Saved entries
============
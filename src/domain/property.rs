//! Serializable property values
//!
//! [`PropertyValue`] is the portable form of a runtime value: it never holds
//! live handles (resources become URNs) and every variant encodes directly
//! with serde as `{"kind": ..., "value": ...}`.
//!
//! Arrays and objects sit behind a [`Shared`] cell, so cloning a value is
//! shallow: a clone and its source observe each other's nested mutations.
//! Use [`PropertyValue::deep_clone`] for a fully independent tree.

use serde::{Deserialize, Deserializer, Serialize, Serializer};
use std::cell::{Ref, RefCell, RefMut};
use std::collections::{BTreeMap, BTreeSet};
use std::fmt;
use std::rc::Rc;

use super::id::Urn;

/// Name of a property
#[derive(Debug, Clone, PartialEq, Eq, Hash, PartialOrd, Ord, Serialize, Deserialize)]
#[serde(transparent)]
pub struct PropertyKey(String);

impl PropertyKey {
    pub fn as_str(&self) -> &str {
        &self.0
    }
}

impl fmt::Display for PropertyKey {
    fn fmt(&self, f: &mut fmt::Formatter<'_>) -> fmt::Result {
        f.write_str(&self.0)
    }
}

impl From<&str> for PropertyKey {
    fn from(value: &str) -> Self {
        Self(value.to_string())
    }
}

impl From<String> for PropertyKey {
    fn from(value: String) -> Self {
        Self(value)
    }
}

impl std::borrow::Borrow<str> for PropertyKey {
    fn borrow(&self) -> &str {
        &self.0
    }
}

/// Property values keyed by name, iterated in stable (lexicographic) order
pub type PropertyMap = BTreeMap<PropertyKey, PropertyValue>;

/// Single-threaded shared cell for nested arrays and objects
#[derive(Debug, Default)]
pub struct Shared<T>(Rc<RefCell<T>>);

impl<T> Shared<T> {
    pub fn new(value: T) -> Self {
        Self(Rc::new(RefCell::new(value)))
    }

    pub fn borrow(&self) -> Ref<'_, T> {
        RefCell::borrow(&self.0)
    }

    pub fn borrow_mut(&self) -> RefMut<'_, T> {
        RefCell::borrow_mut(&self.0)
    }

    /// Returns true if both handles point at the same cell
    pub fn ptr_eq(&self, other: &Self) -> bool {
        Rc::ptr_eq(&self.0, &other.0)
    }
}

impl<T> Clone for Shared<T> {
    fn clone(&self) -> Self {
        Self(Rc::clone(&self.0))
    }
}

impl<T: PartialEq> PartialEq for Shared<T> {
    fn eq(&self, other: &Self) -> bool {
        self.ptr_eq(other) || *self.borrow() == *other.borrow()
    }
}

impl<T: Serialize> Serialize for Shared<T> {
    fn serialize<S>(&self, serializer: S) -> Result<S::Ok, S::Error>
    where
        S: Serializer,
    {
        self.borrow().serialize(serializer)
    }
}

impl<'de, T: Deserialize<'de>> Deserialize<'de> for Shared<T> {
    fn deserialize<D>(deserializer: D) -> Result<Self, D::Error>
    where
        D: Deserializer<'de>,
    {
        T::deserialize(deserializer).map(Shared::new)
    }
}

/// A value not yet known, blocked on other resources
#[derive(Debug, Clone, PartialEq, Serialize, Deserialize)]
pub struct Computed {
    /// Zero-value placeholder of the eventual type
    pub element: Box<PropertyValue>,

    /// URNs of the resources this value waits on (never its owner)
    #[serde(default)]
    pub depends_on: BTreeSet<Urn>,
}

/// A value not yet known, blocked only on its owning resource
#[derive(Debug, Clone, PartialEq, Serialize, Deserialize)]
pub struct Output {
    /// Zero-value placeholder of the eventual type
    pub element: Box<PropertyValue>,
}

/// A serializable property value
#[derive(Debug, Clone, PartialEq, Serialize, Deserialize)]
#[serde(tag = "kind", content = "value", rename_all = "snake_case")]
pub enum PropertyValue {
    Null,
    Bool(bool),
    Number(f64),
    String(String),
    Array(Shared<Vec<PropertyValue>>),
    Object(Shared<PropertyMap>),
    /// Reference to another resource by URN
    Resource(Urn),
    Computed(Computed),
    Output(Output),
}

impl PropertyValue {
    pub fn array(items: Vec<PropertyValue>) -> Self {
        PropertyValue::Array(Shared::new(items))
    }

    pub fn object(props: PropertyMap) -> Self {
        PropertyValue::Object(Shared::new(props))
    }

    pub fn resource(urn: Urn) -> Self {
        PropertyValue::Resource(urn)
    }

    /// Wraps a placeholder as a computed value depending on `depends_on`
    pub fn computed(element: PropertyValue, depends_on: BTreeSet<Urn>) -> Self {
        PropertyValue::Computed(Computed {
            element: Box::new(element),
            depends_on,
        })
    }

    /// Wraps a placeholder as an output value
    pub fn output(element: PropertyValue) -> Self {
        PropertyValue::Output(Output {
            element: Box::new(element),
        })
    }

    pub fn is_null(&self) -> bool {
        matches!(self, PropertyValue::Null)
    }

    pub fn as_bool(&self) -> Option<bool> {
        match self {
            PropertyValue::Bool(b) => Some(*b),
            _ => None,
        }
    }

    pub fn as_number(&self) -> Option<f64> {
        match self {
            PropertyValue::Number(n) => Some(*n),
            _ => None,
        }
    }

    pub fn as_str(&self) -> Option<&str> {
        match self {
            PropertyValue::String(s) => Some(s),
            _ => None,
        }
    }

    pub fn as_array(&self) -> Option<&Shared<Vec<PropertyValue>>> {
        match self {
            PropertyValue::Array(items) => Some(items),
            _ => None,
        }
    }

    pub fn as_object(&self) -> Option<&Shared<PropertyMap>> {
        match self {
            PropertyValue::Object(props) => Some(props),
            _ => None,
        }
    }

    pub fn as_resource(&self) -> Option<&Urn> {
        match self {
            PropertyValue::Resource(urn) => Some(urn),
            _ => None,
        }
    }

    pub fn as_computed(&self) -> Option<&Computed> {
        match self {
            PropertyValue::Computed(c) => Some(c),
            _ => None,
        }
    }

    pub fn as_output(&self) -> Option<&Output> {
        match self {
            PropertyValue::Output(o) => Some(o),
            _ => None,
        }
    }

    /// True for values not yet known (computed or output)
    pub fn is_unknown(&self) -> bool {
        matches!(self, PropertyValue::Computed(_) | PropertyValue::Output(_))
    }

    /// Short name of the variant
    pub fn type_name(&self) -> &'static str {
        match self {
            PropertyValue::Null => "null",
            PropertyValue::Bool(_) => "bool",
            PropertyValue::Number(_) => "number",
            PropertyValue::String(_) => "string",
            PropertyValue::Array(_) => "array",
            PropertyValue::Object(_) => "object",
            PropertyValue::Resource(_) => "resource",
            PropertyValue::Computed(_) => "computed",
            PropertyValue::Output(_) => "output",
        }
    }

    /// Copies the whole tree so that nothing is shared with `self`
    pub fn deep_clone(&self) -> Self {
        match self {
            PropertyValue::Array(items) => {
                PropertyValue::array(items.borrow().iter().map(Self::deep_clone).collect())
            }
            PropertyValue::Object(props) => PropertyValue::object(deep_clone_map(&props.borrow())),
            PropertyValue::Computed(c) => {
                PropertyValue::computed(c.element.deep_clone(), c.depends_on.clone())
            }
            PropertyValue::Output(o) => PropertyValue::output(o.element.deep_clone()),
            other => other.clone(),
        }
    }
}

/// Copies a property map so that nothing nested is shared with `props`
pub fn deep_clone_map(props: &PropertyMap) -> PropertyMap {
    props
        .iter()
        .map(|(k, v)| (k.clone(), v.deep_clone()))
        .collect()
}

impl From<bool> for PropertyValue {
    fn from(value: bool) -> Self {
        PropertyValue::Bool(value)
    }
}

impl From<f64> for PropertyValue {
    fn from(value: f64) -> Self {
        PropertyValue::Number(value)
    }
}

impl From<&str> for PropertyValue {
    fn from(value: &str) -> Self {
        PropertyValue::String(value.to_string())
    }
}

impl From<String> for PropertyValue {
    fn from(value: String) -> Self {
        PropertyValue::String(value)
    }
}

impl From<Urn> for PropertyValue {
    fn from(value: Urn) -> Self {
        PropertyValue::Resource(value)
    }
}

#[cfg(test)]
mod tests {
    use super::*;

    fn sample_map() -> PropertyMap {
        let mut inner = PropertyMap::new();
        inner.insert("port".into(), 80.0.into());

        let mut props = PropertyMap::new();
        props.insert("name".into(), "web".into());
        props.insert("config".into(), PropertyValue::object(inner));
        props
    }

    #[test]
    fn shared_cell_borrows_through_handles() {
        let cell = Shared::new(sample_map());
        let other = cell.clone();

        other
            .borrow_mut()
            .insert("zone".into(), PropertyValue::from("a"));

        let props: std::cell::Ref<'_, PropertyMap> = cell.borrow();
        assert_eq!(props.get("zone"), Some(&PropertyValue::from("a")));
        assert_eq!(props.len(), 3);
    }

    #[test]
    fn keys_iterate_lexicographically() {
        let mut props = PropertyMap::new();
        props.insert("zone".into(), PropertyValue::Null);
        props.insert("Ami".into(), PropertyValue::Null);
        props.insert("ami".into(), PropertyValue::Null);

        let keys: Vec<_> = props.keys().map(PropertyKey::as_str).collect();
        assert_eq!(keys, vec!["Ami", "ami", "zone"]);
    }

    #[test]
    fn clone_shares_nested_objects() {
        let original = PropertyValue::object(sample_map());
        let copy = original.clone();

        copy.as_object()
            .unwrap()
            .borrow_mut()
            .insert("extra".into(), true.into());

        assert!(original.as_object().unwrap().borrow().contains_key("extra"));
        assert!(original.as_object().unwrap().ptr_eq(copy.as_object().unwrap()));
    }

    #[test]
    fn deep_clone_is_independent() {
        let original = PropertyValue::object(sample_map());
        let copy = original.deep_clone();

        copy.as_object()
            .unwrap()
            .borrow_mut()
            .insert("extra".into(), true.into());

        assert!(!original.as_object().unwrap().borrow().contains_key("extra"));
        assert!(!original.as_object().unwrap().ptr_eq(copy.as_object().unwrap()));
    }

    #[test]
    fn equality_compares_contents() {
        let a = PropertyValue::array(vec![1.0.into(), "x".into()]);
        let b = PropertyValue::array(vec![1.0.into(), "x".into()]);
        assert_eq!(a, b);
        assert_ne!(a, PropertyValue::array(vec![]));
    }

    #[test]
    fn json_encoding_is_tagged() {
        let value = PropertyValue::computed(
            PropertyValue::String(String::new()),
            BTreeSet::from([Urn::from("c-1")]),
        );

        let json = serde_json::to_value(&value).unwrap();
        assert_eq!(
            json,
            serde_json::json!({
                "kind": "computed",
                "value": {
                    "element": {"kind": "string", "value": ""},
                    "depends_on": ["c-1"]
                }
            })
        );
    }

    #[test]
    fn json_roundtrip_of_nested_tree() {
        let mut props = sample_map();
        props.insert("owner".into(), Urn::from("urn:rsnap:dev::t::a").into());
        props.insert("id".into(), PropertyValue::output(PropertyValue::String(String::new())));
        props.insert("none".into(), PropertyValue::Null);
        let value = PropertyValue::object(props);

        let json = serde_json::to_string(&value).unwrap();
        let parsed: PropertyValue = serde_json::from_str(&json).unwrap();
        assert_eq!(parsed, value);
    }

    #[test]
    fn yaml_roundtrip_of_nested_tree() {
        let value = PropertyValue::array(vec![
            PropertyValue::Null,
            false.into(),
            PropertyValue::object(sample_map()),
        ]);

        let yaml = serde_yaml::to_string(&value).unwrap();
        let parsed: PropertyValue = serde_yaml::from_str(&yaml).unwrap();
        assert_eq!(parsed, value);
    }

    #[test]
    fn unknown_values() {
        assert!(PropertyValue::output(PropertyValue::Null).is_unknown());
        assert!(PropertyValue::computed(PropertyValue::Null, BTreeSet::new()).is_unknown());
        assert!(!PropertyValue::Null.is_unknown());
    }
}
============
Take every line from the records that holds "BTreeMap" and copy it down.

use std::collections::{BTreeMap, BTreeSet};
pub type PropertyMap = BTreeMap<PropertyKey, PropertyValue>;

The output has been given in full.